## Requirement
Determine the count of lines in the data below that include the word "GroupBy", and give nothing besides it.
• • • • •
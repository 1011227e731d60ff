//! Clause tracking for the statement state machine.
//!
//! Every fluent call records the clause it emitted. The next call consults
//! [`Clause::connector`] to decide between opening a clause (`WHERE`,
//! `ORDER BY`, ...) and continuing it (`AND`/`OR`, `,`).
//!
//! | last \ next        | Where      | Having     | OrderBy  | GroupBy  | Set   | With   | Select   |
//! |--------------------|------------|------------|----------|----------|-------|--------|----------|
//! | same clause        | `AND`/`OR` | `AND`/`OR` | `,`      | `,`      | `,`   | `,`    | `,`      |
//! | `SelectOpen`       | `WHERE`    | `HAVING`   | ...      | ...      | ...   | ...    | (none)   |
//! | anything else      | `WHERE`    | `HAVING`   | ORDER BY | GROUP BY | `SET` | `WITH` | `SELECT` |

/// Join flavour.
#[derive(Debug, Clone, Copy, PartialEq, Eq)]
pub enum JoinKind {
    Inner,
    Left,
    Right,
    Full,
    Cross,
}

impl JoinKind {
    pub(crate) fn keyword(self) -> &'static str {
        match self {
            JoinKind::Inner => "INNER JOIN",
            JoinKind::Left => "LEFT JOIN",
            JoinKind::Right => "RIGHT JOIN",
            JoinKind::Full => "FULL JOIN",
            JoinKind::Cross => "CROSS JOIN",
        }
    }
}

/// Set operation joining two SELECT statements.
#[derive(Debug, Clone, Copy, PartialEq, Eq)]
pub enum SetOp {
    Union,
    UnionAll,
    Intersect,
    IntersectAll,
    Except,
    ExceptAll,
}

impl SetOp {
    pub(crate) fn keyword(self) -> &'static str {
        match self {
            SetOp::Union => "UNION",
            SetOp::UnionAll => "UNION ALL",
            SetOp::Intersect => "INTERSECT",
            SetOp::IntersectAll => "INTERSECT ALL",
            SetOp::Except => "EXCEPT",
            SetOp::ExceptAll => "EXCEPT ALL",
        }
    }
}

/// JSON helper that produced the last fragment.
#[derive(Debug, Clone, Copy, PartialEq, Eq)]
pub enum JsonOp {
    Extract,
    Set,
    Remove,
    Exists,
    Contains,
    MergePatch,
    ArrayAppend,
    Unquote,
    Compact,
}

/// The clause most recently emitted into a statement.
#[derive(Debug, Clone, Copy, Default, PartialEq, Eq)]
pub enum Clause {
    /// Nothing emitted yet.
    #[default]
    None,
    /// `SELECT` followed by at least one select-list item.
    Select,
    /// A bare `SELECT` keyword waiting for its first item.
    SelectOpen,
    From,
    Where,
    OrderBy,
    GroupBy,
    Having,
    Set,
    Join(JoinKind),
    With,
    SubQuery,
    Update,
    Delete,
    Insert,
    Limit,
    Offset,
    Alias,
    SetOp(SetOp),
    Raw,
    Json(JsonOp),
    DateFormat,
    /// The statement has been executed.
    Done,
}

/// Conjunction used when a filter continues an open WHERE/HAVING clause.
#[derive(Debug, Clone, Copy, PartialEq, Eq)]
pub enum Conj {
    And,
    Or,
}

impl Conj {
    pub(crate) fn keyword(self) -> &'static str {
        match self {
            Conj::And => "AND",
            Conj::Or => "OR",
        }
    }
}

/// Token emitted in front of the next fragment.
#[derive(Debug, Clone, Copy, PartialEq, Eq)]
pub(crate) enum Connector {
    /// Open a new clause with this keyword.
    Keyword(&'static str),
    /// Continue a list with `,`.
    Comma,
    /// Nothing to emit.
    Empty,
}

impl Clause {
    /// Whether a select-list expression is being built.
    pub fn in_select_list(self) -> bool {
        matches!(self, Clause::Select | Clause::SelectOpen)
    }

    /// Connector for emitting `next` after `self`.
    pub(crate) fn connector(self, next: Clause, conj: Conj) -> Connector {
        let repeat = self == next;
        match next {
            Clause::Where if repeat => Connector::Keyword(conj.keyword()),
            Clause::Where => Connector::Keyword("WHERE"),
            Clause::Having if repeat => Connector::Keyword(conj.keyword()),
            Clause::Having => Connector::Keyword("HAVING"),
            Clause::OrderBy | Clause::GroupBy | Clause::Set | Clause::With | Clause::Select
                if repeat =>
            {
                Connector::Comma
            }
            Clause::OrderBy => Connector::Keyword("ORDER BY"),
            Clause::GroupBy => Connector::Keyword("GROUP BY"),
            Clause::Set => Connector::Keyword("SET"),
            Clause::With => Connector::Keyword("WITH"),
            Clause::Select if self == Clause::SelectOpen => Connector::Empty,
            Clause::Select => Connector::Keyword("SELECT"),
            _ => Connector::Empty,
        }
    }
}

#[cfg(test)]
mod tests {
    use super::*;

    #[test]
    fn where_opens_then_continues() {
        assert_eq!(
            Clause::From.connector(Clause::Where, Conj::And),
            Connector::Keyword("WHERE")
        );
        assert_eq!(
            Clause::Where.connector(Clause::Where, Conj::And),
            Connector::Keyword("AND")
        );
        assert_eq!(
            Clause::Where.connector(Clause::Where, Conj::Or),
            Connector::Keyword("OR")
        );
        // OR never opens a clause.
        assert_eq!(
            Clause::None.connector(Clause::Where, Conj::Or),
            Connector::Keyword("WHERE")
        );
    }

    #[test]
    fn list_clauses_continue_with_comma() {
        for clause in [Clause::OrderBy, Clause::GroupBy, Clause::Set, Clause::With, Clause::Select] {
            assert_eq!(clause.connector(clause, Conj::And), Connector::Comma);
        }
        assert_eq!(
            Clause::Where.connector(Clause::OrderBy, Conj::And),
            Connector::Keyword("ORDER BY")
        );
        assert_eq!(
            Clause::Update.connector(Clause::Set, Conj::And),
            Connector::Keyword("SET")
        );
    }

    #[test]
    fn bare_select_takes_first_item_directly() {
        assert_eq!(
            Clause::SelectOpen.connector(Clause::Select, Conj::And),
            Connector::Empty
        );
        assert_eq!(
            Clause::None.connector(Clause::Select, Conj::And),
            Connector::Keyword("SELECT")
        );
        assert_eq!(
            Clause::SetOp(SetOp::Union).connector(Clause::Select, Conj::And),
            Connector::Keyword("SELECT")
        );
    }

    #[test]
    fn having_is_independent_of_where() {
        assert_eq!(
            Clause::Where.connector(Clause::Having, Conj::And),
            Connector::Keyword("HAVING")
        );
        assert_eq!(
            Clause::GroupBy.connector(Clause::Having, Conj::And),
            Connector::Keyword("HAVING")
        );
    }
}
• • • • •
## Exercise result
6